I can talk about this a lot more offline. Let me move on now to the second part of the talk.
So we have seen a technique that reduces within dye variation. I will not -- I will now talk about the solution
for tolerating valuation rather than trying to reduce them. Let's say there is nothing we can do about
variation. We take the chip with variation and let's see how we can design our system around this
variation. So the motivation for this work stands from the observation that large cheap multiprocessors will
have significant core-to-core variation. So we measure core to core, we model a 24 CMP 32 nanometer
technology such as this one here with variation and we want to measure core-to-core variation in both
frequency and power consumption.
So as illustration of what we find let's state the fastest core on the dye, which is C2, and the slowest core
on the dye, which is C20, and compare them. Now if we look at frequency what we find is that C2 is
actually 30% faster than C20. It also consumes about twice the amount of leakage power of C20, which is
quite significant and translates into roughly 40% of higher total power consumption. So this I think is quite
significant because we have designed identical scores, scores that were meant to be identical that have
dramatically different properties.
And these are average numbers. For some of the dyes that we model, we see up to 50% variation in
frequency where the variation is so severe. And all the other cores are somewhere in between these two
extreme cases. So the question we ask now is how can we exploit this variation? We know that currency
MPs generally run at the frequency of the slowest core. Right? So that would be C20. What we can do is
with relatively simple changes to the hardware is to run each score at the maximum frequency that each
individual core can achieve. And with this we can buy back some of that frequency loss and we can get the
50% average increase in -- average frequency now -- because now we don't have a uniform frequency
across the entire CMP. And the support for actually doing this exists in production today the AMD
quad-core opteron allows all its cores to run at different frequencies. Mainly for power reasons because
they want to scale the frequency dynamically for this core to save power, but one could presume that also
because of variation -- I don't know, I'm just -- yes. Question?

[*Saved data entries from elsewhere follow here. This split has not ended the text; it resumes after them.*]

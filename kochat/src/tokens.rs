//! Special pieces of the KoGPT-2 chat format.
use kochat_transformers::tokenizers::{HfTokenizer, Tokenizer};
use snafu::{OptionExt, Snafu};

/// Marks the start of a user utterance.
pub const USER: &str = "<usr>";

/// Marks the start of a system response.
pub const SYSTEM: &str = "<sys>";

/// End of a sequence.
pub const EOS: &str = "</s>";

/// Label of context positions that are not trained.
pub const MASK: &str = "<unused0>";

/// Separates an utterance from its sentiment.
pub const SENTIMENT: &str = "<unused1>";

/// Padding piece.
pub const PAD: &str = "<pad>";

/// Marks a word boundary in sentencepiece pieces.
pub const WORD_BOUNDARY: char = '▁';

#[derive(Debug, Snafu)]
pub enum TokensError {
    #[snafu(display("Tokenizer does not have the special piece '{piece}'"))]
    MissingPiece { piece: String },
}

/// Identifiers of the special pieces used during training and generation.
#[derive(Clone, Copy, Debug, Eq, PartialEq)]
pub struct SpecialPieces {
    pub eos: u32,
    pub mask: u32,
    pub pad: u32,
    pub sentiment: u32,
    pub user: u32,
}

impl SpecialPieces {
    /// Look up the special pieces in the vocabulary of a tokenizer.
    pub fn from_tokenizer(tokenizer: &HfTokenizer) -> Result<Self, TokensError> {
        let lookup = |piece: &str| {
            tokenizer
                .piece_to_id(piece)
                .context(MissingPieceSnafu { piece })
        };

        Ok(SpecialPieces {
            eos: lookup(EOS)?,
            mask: lookup(MASK)?,
            pad: lookup(PAD)?,
            sentiment: lookup(SENTIMENT)?,
            user: lookup(USER)?,
        })
    }
}

/// Context of a turn: the user utterance followed by its sentiment.
pub fn context_text(utterance: &str, sentiment: &str) -> String {
    format!("{USER}{utterance}{SENTIMENT}{sentiment}")
}

/// Response of a turn, terminated by the end-of-sequence piece.
pub fn response_text(answer: &str) -> String {
    format!("{SYSTEM}{answer}{EOS}")
}

/// Prompt for generating the response to an utterance.
pub fn prompt_text(utterance: &str, sentiment: &str) -> String {
    format!("{}{SYSTEM}", context_text(utterance, sentiment))
}

/// Convert generated pieces to text.
pub fn pieces_to_text<S: AsRef<str>>(pieces: &[S]) -> String {
    pieces
        .iter()
        .map(|piece| piece.as_ref().replace(WORD_BOUNDARY, " "))
        .collect::<String>()
        .trim()
        .to_string()
}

>> Question: Are you assuming that the (inaudible) are largely (inaudible) by variation?
>> Radu Teodorescu: No. I'm not. I'm not assuming that. I'm assuming that the cache will run at -- well,
first of all I'm assuming that the cache is not really very critical. You can always add a cycle or two to -with access time. It will, yeah, yeah. So the L2 cache will of course be affected by variation, but we don't
consider banking the cache and running the cache at different frequencies.
>> Question: So ->> Radu Teodorescu: So the cache -- the L2 cache will remain same frequency. It's only The l1 and -- the
core and the L1 that gets -- that runs at the higher frequency.
>> Question: So I'm not worried about a couple of additional cycles that you may have for the pit time of
the L2 cache, but given on its own it starts running at only a very small fraction of the core frequency then
that could become a (inaudible) and maybe even (inaudible).
>> Radu Teodorescu: A small -- I'm not sure. Okay. So consider the differences in frequency here. So
we're talking about 30%. Before it was running at two gigahertz. This would be 2 point something. So the
difference is there. But the frequency -- later on I'll talk about what happens if you scale the supply voltage
so then the frequency may be -- the frequency change will be more significant.
>> Question: (Inaudible).
>> Radu Teodorescu: I am going to assume that -- not necessarily that the L2 cache is not affected by
variation, but it runs at its slowest at the fastest frequency that it can run at. So let's say if there is a critical
part in this particular L2 cache here that's going to determine the frequency of the cache for both. Yes?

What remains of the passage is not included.